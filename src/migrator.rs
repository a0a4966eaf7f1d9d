use sea_orm_migration::prelude::*;

pub struct Migrator;

#[async_trait::async_trait]
impl MigratorTrait for Migrator {
    fn migrations() -> Vec<Box<dyn MigrationTrait>> {
        vec![
            Box::new(m20240301_000001_create_supplier_table::Migration),
            Box::new(m20240301_000002_create_inventory_item_table::Migration),
            Box::new(m20240301_000003_create_stock_history_table::Migration),
            Box::new(m20240301_000004_create_app_user_table::Migration),
        ]
    }
}

mod m20240301_000001_create_supplier_table {

    use sea_orm_migration::prelude::*;

    pub struct Migration;

    impl MigrationName for Migration {
        fn name(&self) -> &str {
            "m20240301_000001_create_supplier_table"
        }
    }

    #[async_trait::async_trait]
    impl MigrationTrait for Migration {
        async fn up(&self, manager: &SchemaManager) -> Result<(), DbErr> {
            manager
                .create_table(
                    Table::create()
                        .table(Supplier::Table)
                        .if_not_exists()
                        .col(
                            ColumnDef::new(Supplier::Id)
                                .string_len(64)
                                .primary_key()
                                .not_null(),
                        )
                        .col(
                            ColumnDef::new(Supplier::Name)
                                .string_len(255)
                                .not_null()
                                .unique_key(),
                        )
                        .col(ColumnDef::new(Supplier::ContactName).string_len(255).null())
                        .col(ColumnDef::new(Supplier::Phone).string_len(64).null())
                        .col(ColumnDef::new(Supplier::Email).string_len(255).null())
                        .col(ColumnDef::new(Supplier::CreatedBy).string_len(255).not_null())
                        .col(
                            ColumnDef::new(Supplier::CreatedAt)
                                .timestamp_with_time_zone()
                                .not_null(),
                        )
                        .to_owned(),
                )
                .await
        }

        async fn down(&self, manager: &SchemaManager) -> Result<(), DbErr> {
            manager
                .drop_table(Table::drop().table(Supplier::Table).to_owned())
                .await
        }
    }

    #[derive(DeriveIden)]
    pub(super) enum Supplier {
        Table,
        Id,
        Name,
        ContactName,
        Phone,
        Email,
        CreatedBy,
        CreatedAt,
    }
}

mod m20240301_000002_create_inventory_item_table {

    use super::m20240301_000001_create_supplier_table::Supplier;
    use sea_orm_migration::prelude::*;

    pub struct Migration;

    impl MigrationName for Migration {
        fn name(&self) -> &str {
            "m20240301_000002_create_inventory_item_table"
        }
    }

    #[async_trait::async_trait]
    impl MigrationTrait for Migration {
        async fn up(&self, manager: &SchemaManager) -> Result<(), DbErr> {
            manager
                .create_table(
                    Table::create()
                        .table(InventoryItem::Table)
                        .if_not_exists()
                        .col(
                            ColumnDef::new(InventoryItem::Id)
                                .string_len(64)
                                .primary_key()
                                .not_null(),
                        )
                        .col(
                            ColumnDef::new(InventoryItem::Name)
                                .string_len(255)
                                .not_null()
                                .unique_key(),
                        )
                        .col(
                            ColumnDef::new(InventoryItem::Quantity)
                                .integer()
                                .not_null()
                                .default(0),
                        )
                        .col(
                            ColumnDef::new(InventoryItem::Price)
                                .decimal_len(12, 2)
                                .not_null(),
                        )
                        .col(
                            ColumnDef::new(InventoryItem::SupplierId)
                                .string_len(64)
                                .not_null(),
                        )
                        .col(
                            ColumnDef::new(InventoryItem::MinimumQuantity)
                                .integer()
                                .not_null()
                                .default(10),
                        )
                        .col(
                            ColumnDef::new(InventoryItem::CreatedBy)
                                .string_len(255)
                                .not_null(),
                        )
                        .col(
                            ColumnDef::new(InventoryItem::CreatedAt)
                                .timestamp_with_time_zone()
                                .not_null(),
                        )
                        .foreign_key(
                            ForeignKey::create()
                                .name("fk_inventory_item_supplier_id")
                                .from(InventoryItem::Table, InventoryItem::SupplierId)
                                .to(Supplier::Table, Supplier::Id)
                                .on_delete(ForeignKeyAction::Restrict)
                                .on_update(ForeignKeyAction::Cascade),
                        )
                        .to_owned(),
                )
                .await?;

            manager
                .create_index(
                    Index::create()
                        .if_not_exists()
                        .name("idx_inventory_item_supplier_id")
                        .table(InventoryItem::Table)
                        .col(InventoryItem::SupplierId)
                        .to_owned(),
                )
                .await
        }

        async fn down(&self, manager: &SchemaManager) -> Result<(), DbErr> {
            manager
                .drop_table(Table::drop().table(InventoryItem::Table).to_owned())
                .await
        }
    }

    #[derive(DeriveIden)]
    enum InventoryItem {
        Table,
        Id,
        Name,
        Quantity,
        Price,
        SupplierId,
        MinimumQuantity,
        CreatedBy,
        CreatedAt,
    }
}

mod m20240301_000003_create_stock_history_table {

    use sea_orm_migration::prelude::*;

    pub struct Migration;

    impl MigrationName for Migration {
        fn name(&self) -> &str {
            "m20240301_000003_create_stock_history_table"
        }
    }

    #[async_trait::async_trait]
    impl MigrationTrait for Migration {
        async fn up(&self, manager: &SchemaManager) -> Result<(), DbErr> {
            // item_id carries no foreign key: audit rows outlive the items they describe
            manager
                .create_table(
                    Table::create()
                        .table(StockHistory::Table)
                        .if_not_exists()
                        .col(
                            ColumnDef::new(StockHistory::Id)
                                .string_len(64)
                                .primary_key()
                                .not_null(),
                        )
                        .col(ColumnDef::new(StockHistory::ItemId).string_len(64).not_null())
                        .col(ColumnDef::new(StockHistory::SupplierId).string_len(64).null())
                        .col(
                            ColumnDef::new(StockHistory::QuantityChange)
                                .integer()
                                .not_null(),
                        )
                        .col(ColumnDef::new(StockHistory::Reason).string_len(32).not_null())
                        .col(
                            ColumnDef::new(StockHistory::PriceAtChange)
                                .decimal_len(12, 2)
                                .null(),
                        )
                        .col(
                            ColumnDef::new(StockHistory::CreatedBy)
                                .string_len(255)
                                .not_null(),
                        )
                        .col(
                            ColumnDef::new(StockHistory::CreatedAt)
                                .timestamp_with_time_zone()
                                .not_null(),
                        )
                        .to_owned(),
                )
                .await?;

            manager
                .create_index(
                    Index::create()
                        .if_not_exists()
                        .name("ix_sh_item_ts")
                        .table(StockHistory::Table)
                        .col(StockHistory::ItemId)
                        .col(StockHistory::CreatedAt)
                        .to_owned(),
                )
                .await?;

            manager
                .create_index(
                    Index::create()
                        .if_not_exists()
                        .name("ix_sh_ts")
                        .table(StockHistory::Table)
                        .col(StockHistory::CreatedAt)
                        .to_owned(),
                )
                .await?;

            manager
                .create_index(
                    Index::create()
                        .if_not_exists()
                        .name("ix_sh_supplier_ts")
                        .table(StockHistory::Table)
                        .col(StockHistory::SupplierId)
                        .col(StockHistory::CreatedAt)
                        .to_owned(),
                )
                .await
        }

        async fn down(&self, manager: &SchemaManager) -> Result<(), DbErr> {
            manager
                .drop_table(Table::drop().table(StockHistory::Table).to_owned())
                .await
        }
    }

    #[derive(DeriveIden)]
    enum StockHistory {
        Table,
        Id,
        ItemId,
        SupplierId,
        QuantityChange,
        Reason,
        PriceAtChange,
        CreatedBy,
        CreatedAt,
    }
}

mod m20240301_000004_create_app_user_table {

    use sea_orm_migration::prelude::*;

    pub struct Migration;

    impl MigrationName for Migration {
        fn name(&self) -> &str {
            "m20240301_000004_create_app_user_table"
        }
    }

    #[async_trait::async_trait]
    impl MigrationTrait for Migration {
        async fn up(&self, manager: &SchemaManager) -> Result<(), DbErr> {
            manager
                .create_table(
                    Table::create()
                        .table(AppUser::Table)
                        .if_not_exists()
                        .col(ColumnDef::new(AppUser::Id).uuid().primary_key().not_null())
                        .col(
                            ColumnDef::new(AppUser::Email)
                                .string_len(255)
                                .not_null()
                                .unique_key(),
                        )
                        .col(ColumnDef::new(AppUser::Name).string_len(255).not_null())
                        .col(ColumnDef::new(AppUser::Role).string_len(16).not_null())
                        .col(
                            ColumnDef::new(AppUser::Enabled)
                                .boolean()
                                .not_null()
                                .default(true),
                        )
                        .col(
                            ColumnDef::new(AppUser::CreatedAt)
                                .timestamp_with_time_zone()
                                .not_null(),
                        )
                        .to_owned(),
                )
                .await
        }

        async fn down(&self, manager: &SchemaManager) -> Result<(), DbErr> {
            manager
                .drop_table(Table::drop().table(AppUser::Table).to_owned())
                .await
        }
    }

    #[derive(DeriveIden)]
    enum AppUser {
        Table,
        Id,
        Email,
        Name,
        Role,
        Enabled,
        CreatedAt,
    }
}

■ ■ ■ ■

Task prompt »
Look over the listing above. Pick out and copy every line that includes "SupplierId".

Output of the task »
                            ColumnDef::new(InventoryItem::SupplierId)
                                .from(InventoryItem::Table, InventoryItem::SupplierId)
                        .col(InventoryItem::SupplierId)
        SupplierId,
                        .col(ColumnDef::new(StockHistory::SupplierId).string_len(64).null())
                        .col(StockHistory::SupplierId)
        SupplierId,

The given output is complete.